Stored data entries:
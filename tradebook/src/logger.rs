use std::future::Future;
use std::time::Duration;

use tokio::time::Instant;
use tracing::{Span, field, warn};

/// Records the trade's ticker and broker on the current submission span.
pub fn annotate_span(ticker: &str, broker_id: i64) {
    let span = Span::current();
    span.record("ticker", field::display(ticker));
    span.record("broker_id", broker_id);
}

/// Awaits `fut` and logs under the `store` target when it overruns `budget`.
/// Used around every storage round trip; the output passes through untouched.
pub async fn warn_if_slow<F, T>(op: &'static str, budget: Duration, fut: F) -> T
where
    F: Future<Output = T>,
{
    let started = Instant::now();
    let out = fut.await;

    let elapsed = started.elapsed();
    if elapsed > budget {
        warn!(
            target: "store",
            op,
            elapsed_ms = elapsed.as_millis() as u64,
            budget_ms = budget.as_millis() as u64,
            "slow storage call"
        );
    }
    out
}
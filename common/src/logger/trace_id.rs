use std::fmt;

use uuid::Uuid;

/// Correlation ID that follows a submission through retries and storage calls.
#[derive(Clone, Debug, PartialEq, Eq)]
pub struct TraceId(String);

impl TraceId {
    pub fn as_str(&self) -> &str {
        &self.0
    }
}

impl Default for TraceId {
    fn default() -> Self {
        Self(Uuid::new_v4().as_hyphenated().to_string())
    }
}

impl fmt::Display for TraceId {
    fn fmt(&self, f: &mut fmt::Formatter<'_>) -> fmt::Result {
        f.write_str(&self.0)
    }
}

■ What to do:
Your answer should be the lines of the records that include the word "current".

■ Answer to the problem:
/// Records the trade's ticker and broker on the current submission span.
    let span = Span::current();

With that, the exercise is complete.